> Problem to solve
The listing has to be given again in full and exactly.

· · · · ·

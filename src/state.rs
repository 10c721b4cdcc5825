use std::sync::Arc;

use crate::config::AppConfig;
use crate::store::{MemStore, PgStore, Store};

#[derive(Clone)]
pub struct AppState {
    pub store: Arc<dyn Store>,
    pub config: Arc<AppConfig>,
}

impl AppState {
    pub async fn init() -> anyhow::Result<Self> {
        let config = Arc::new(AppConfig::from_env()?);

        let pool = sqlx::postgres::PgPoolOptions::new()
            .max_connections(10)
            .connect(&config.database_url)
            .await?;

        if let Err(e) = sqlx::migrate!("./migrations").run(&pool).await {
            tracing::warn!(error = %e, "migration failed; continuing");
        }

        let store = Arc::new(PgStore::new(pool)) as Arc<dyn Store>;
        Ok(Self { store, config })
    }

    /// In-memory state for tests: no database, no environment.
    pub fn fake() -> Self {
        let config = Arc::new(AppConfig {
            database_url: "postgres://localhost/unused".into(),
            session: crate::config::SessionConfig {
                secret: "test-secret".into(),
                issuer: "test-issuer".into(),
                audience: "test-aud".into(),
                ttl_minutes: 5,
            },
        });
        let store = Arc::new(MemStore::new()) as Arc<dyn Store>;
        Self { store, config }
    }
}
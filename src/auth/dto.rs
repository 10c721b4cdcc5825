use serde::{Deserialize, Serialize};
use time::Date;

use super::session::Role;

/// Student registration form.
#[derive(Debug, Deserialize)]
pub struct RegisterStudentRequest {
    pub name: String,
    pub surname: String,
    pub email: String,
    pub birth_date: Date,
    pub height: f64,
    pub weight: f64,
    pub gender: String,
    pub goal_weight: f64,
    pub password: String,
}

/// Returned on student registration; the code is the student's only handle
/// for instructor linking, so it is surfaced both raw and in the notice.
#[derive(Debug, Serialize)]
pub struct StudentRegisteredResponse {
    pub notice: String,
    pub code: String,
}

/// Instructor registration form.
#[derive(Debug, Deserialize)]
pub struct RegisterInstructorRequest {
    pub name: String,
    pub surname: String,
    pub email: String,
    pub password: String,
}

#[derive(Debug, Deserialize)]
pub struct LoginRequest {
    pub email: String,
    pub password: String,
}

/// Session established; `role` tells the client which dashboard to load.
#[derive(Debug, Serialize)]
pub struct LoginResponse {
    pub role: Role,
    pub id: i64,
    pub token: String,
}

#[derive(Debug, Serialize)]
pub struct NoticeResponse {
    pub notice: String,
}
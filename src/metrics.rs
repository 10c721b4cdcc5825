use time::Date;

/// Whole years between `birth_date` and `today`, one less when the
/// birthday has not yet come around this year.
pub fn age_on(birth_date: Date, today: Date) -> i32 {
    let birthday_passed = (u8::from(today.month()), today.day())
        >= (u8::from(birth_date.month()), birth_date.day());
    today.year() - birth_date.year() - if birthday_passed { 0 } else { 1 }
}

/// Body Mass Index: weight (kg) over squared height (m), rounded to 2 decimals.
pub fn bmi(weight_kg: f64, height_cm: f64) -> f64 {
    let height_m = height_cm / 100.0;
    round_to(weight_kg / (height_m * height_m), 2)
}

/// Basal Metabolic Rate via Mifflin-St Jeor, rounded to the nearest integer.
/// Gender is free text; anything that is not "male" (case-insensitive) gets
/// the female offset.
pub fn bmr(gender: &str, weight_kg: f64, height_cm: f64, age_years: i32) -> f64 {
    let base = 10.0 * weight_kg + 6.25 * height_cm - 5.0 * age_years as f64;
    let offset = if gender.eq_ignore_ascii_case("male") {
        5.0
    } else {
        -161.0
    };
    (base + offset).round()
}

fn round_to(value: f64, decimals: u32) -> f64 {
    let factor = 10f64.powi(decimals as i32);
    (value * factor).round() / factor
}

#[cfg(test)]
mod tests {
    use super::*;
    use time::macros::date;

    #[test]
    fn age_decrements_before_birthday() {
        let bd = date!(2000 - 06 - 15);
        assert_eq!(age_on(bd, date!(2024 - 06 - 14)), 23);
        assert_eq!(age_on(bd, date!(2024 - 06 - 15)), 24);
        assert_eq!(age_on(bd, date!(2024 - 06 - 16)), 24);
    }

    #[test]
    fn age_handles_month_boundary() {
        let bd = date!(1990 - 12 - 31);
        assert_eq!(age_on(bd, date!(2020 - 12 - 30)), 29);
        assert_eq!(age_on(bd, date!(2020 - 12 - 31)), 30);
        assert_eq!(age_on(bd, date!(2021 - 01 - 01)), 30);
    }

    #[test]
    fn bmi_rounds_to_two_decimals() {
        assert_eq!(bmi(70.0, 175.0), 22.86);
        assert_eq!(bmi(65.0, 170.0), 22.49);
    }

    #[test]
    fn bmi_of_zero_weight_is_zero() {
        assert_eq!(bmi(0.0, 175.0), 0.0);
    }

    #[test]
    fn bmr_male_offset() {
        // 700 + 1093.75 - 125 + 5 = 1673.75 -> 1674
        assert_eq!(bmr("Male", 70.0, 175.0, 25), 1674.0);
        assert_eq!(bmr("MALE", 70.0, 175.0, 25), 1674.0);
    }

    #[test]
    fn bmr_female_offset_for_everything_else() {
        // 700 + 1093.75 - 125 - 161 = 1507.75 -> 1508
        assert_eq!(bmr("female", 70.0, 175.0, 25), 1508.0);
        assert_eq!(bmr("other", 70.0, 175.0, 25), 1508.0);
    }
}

· · · · ·

> Exercise result
filename src/state.rs
repository 10c721b4cdcc5825
use std::sync::Arc;

use crate::config::AppConfig;
use crate::store::{MemStore, PgStore, Store};

#[derive(Clone)]
pub struct AppState {
    pub store: Arc<dyn Store>,
    pub config: Arc<AppConfig>,
}

impl AppState {
    pub async fn init() -> anyhow::Result<Self> {
        let config = Arc::new(AppConfig::from_env()?);

        let pool = sqlx::postgres::PgPoolOptions::new()
            .max_connections(10)
            .connect(&config.database_url)
            .await?;

        if let Err(e) = sqlx::migrate!("./migrations").run(&pool).await {
            tracing::warn!(error = %e, "migration failed; continuing");
        }

        let store = Arc::new(PgStore::new(pool)) as Arc<dyn Store>;
        Ok(Self { store, config })
    }

    /// In-memory state for tests: no database, no environment.
    pub fn fake() -> Self {
        let config = Arc::new(AppConfig {
            database_url: "postgres://localhost/unused".into(),
            session: crate::config::SessionConfig {
                secret: "test-secret".into(),
                issuer: "test-issuer".into(),
                audience: "test-aud".into(),
                ttl_minutes: 5,
            },
        });
        let store = Arc::new(MemStore::new()) as Arc<dyn Store>;
        Self { store, config }
    }
}
filename src/auth/dto.rs
repository 10c721b4cdcc5825
use serde::{Deserialize, Serialize};
use time::Date;

use super::session::Role;

/// Student registration form.
#[derive(Debug, Deserialize)]
pub struct RegisterStudentRequest {
    pub name: String,
    pub surname: String,
    pub email: String,
    pub birth_date: Date,
    pub height: f64,
    pub weight: f64,
    pub gender: String,
    pub goal_weight: f64,
    pub password: String,
}

/// Returned on student registration; the code is the student's only handle
/// for instructor linking, so it is surfaced both raw and in the notice.
#[derive(Debug, Serialize)]
pub struct StudentRegisteredResponse {
    pub notice: String,
    pub code: String,
}

/// Instructor registration form.
#[derive(Debug, Deserialize)]
pub struct RegisterInstructorRequest {
    pub name: String,
    pub surname: String,
    pub email: String,
    pub password: String,
}

#[derive(Debug, Deserialize)]
pub struct LoginRequest {
    pub email: String,
    pub password: String,
}

/// Session established; `role` tells the client which dashboard to load.
#[derive(Debug, Serialize)]
pub struct LoginResponse {
    pub role: Role,
    pub id: i64,
    pub token: String,
}

#[derive(Debug, Serialize)]
pub struct NoticeResponse {
    pub notice: String,
}
filename src/metrics.rs
repository 10c721b4cdcc5825
use time::Date;

/// Whole years between `birth_date` and `today`, one less when the
/// birthday has not yet come around this year.
pub fn age_on(birth_date: Date, today: Date) -> i32 {
    let birthday_passed = (u8::from(today.month()), today.day())
        >= (u8::from(birth_date.month()), birth_date.day());
    today.year() - birth_date.year() - if birthday_passed { 0 } else { 1 }
}

/// Body Mass Index: weight (kg) over squared height (m), rounded to 2 decimals.
pub fn bmi(weight_kg: f64, height_cm: f64) -> f64 {
    let height_m = height_cm / 100.0;
    round_to(weight_kg / (height_m * height_m), 2)
}

/// Basal Metabolic Rate via Mifflin-St Jeor, rounded to the nearest integer.
/// Gender is free text; anything that is not "male" (case-insensitive) gets
/// the female offset.
pub fn bmr(gender: &str, weight_kg: f64, height_cm: f64, age_years: i32) -> f64 {
    let base = 10.0 * weight_kg + 6.25 * height_cm - 5.0 * age_years as f64;
    let offset = if gender.eq_ignore_ascii_case("male") {
        5.0
    } else {
        -161.0
    };
    (base + offset).round()
}

fn round_to(value: f64, decimals: u32) -> f64 {
    let factor = 10f64.powi(decimals as i32);
    (value * factor).round() / factor
}

#[cfg(test)]
mod tests {
    use super::*;
    use time::macros::date;

    #[test]
    fn age_decrements_before_birthday() {
        let bd = date!(2000 - 06 - 15);
        assert_eq!(age_on(bd, date!(2024 - 06 - 14)), 23);
        assert_eq!(age_on(bd, date!(2024 - 06 - 15)), 24);
        assert_eq!(age_on(bd, date!(2024 - 06 - 16)), 24);
    }

    #[test]
    fn age_handles_month_boundary() {
        let bd = date!(1990 - 12 - 31);
        assert_eq!(age_on(bd, date!(2020 - 12 - 30)), 29);
        assert_eq!(age_on(bd, date!(2020 - 12 - 31)), 30);
        assert_eq!(age_on(bd, date!(2021 - 01 - 01)), 30);
    }

    #[test]
    fn bmi_rounds_to_two_decimals() {
        assert_eq!(bmi(70.0, 175.0), 22.86);
        assert_eq!(bmi(65.0, 170.0), 22.49);
    }

    #[test]
    fn bmi_of_zero_weight_is_zero() {
        assert_eq!(bmi(0.0, 175.0), 0.0);
    }

    #[test]
    fn bmr_male_offset() {
        // 700 + 1093.75 - 125 + 5 = 1673.75 -> 1674
        assert_eq!(bmr("Male", 70.0, 175.0, 25), 1674.0);
        assert_eq!(bmr("MALE", 70.0, 175.0, 25), 1674.0);
    }

    #[test]
    fn bmr_female_offset_for_everything_else() {
        // 700 + 1093.75 - 125 - 161 = 1507.75 -> 1508
        assert_eq!(bmr("female", 70.0, 175.0, 25), 1508.0);
        assert_eq!(bmr("other", 70.0, 175.0, 25), 1508.0);
    }
}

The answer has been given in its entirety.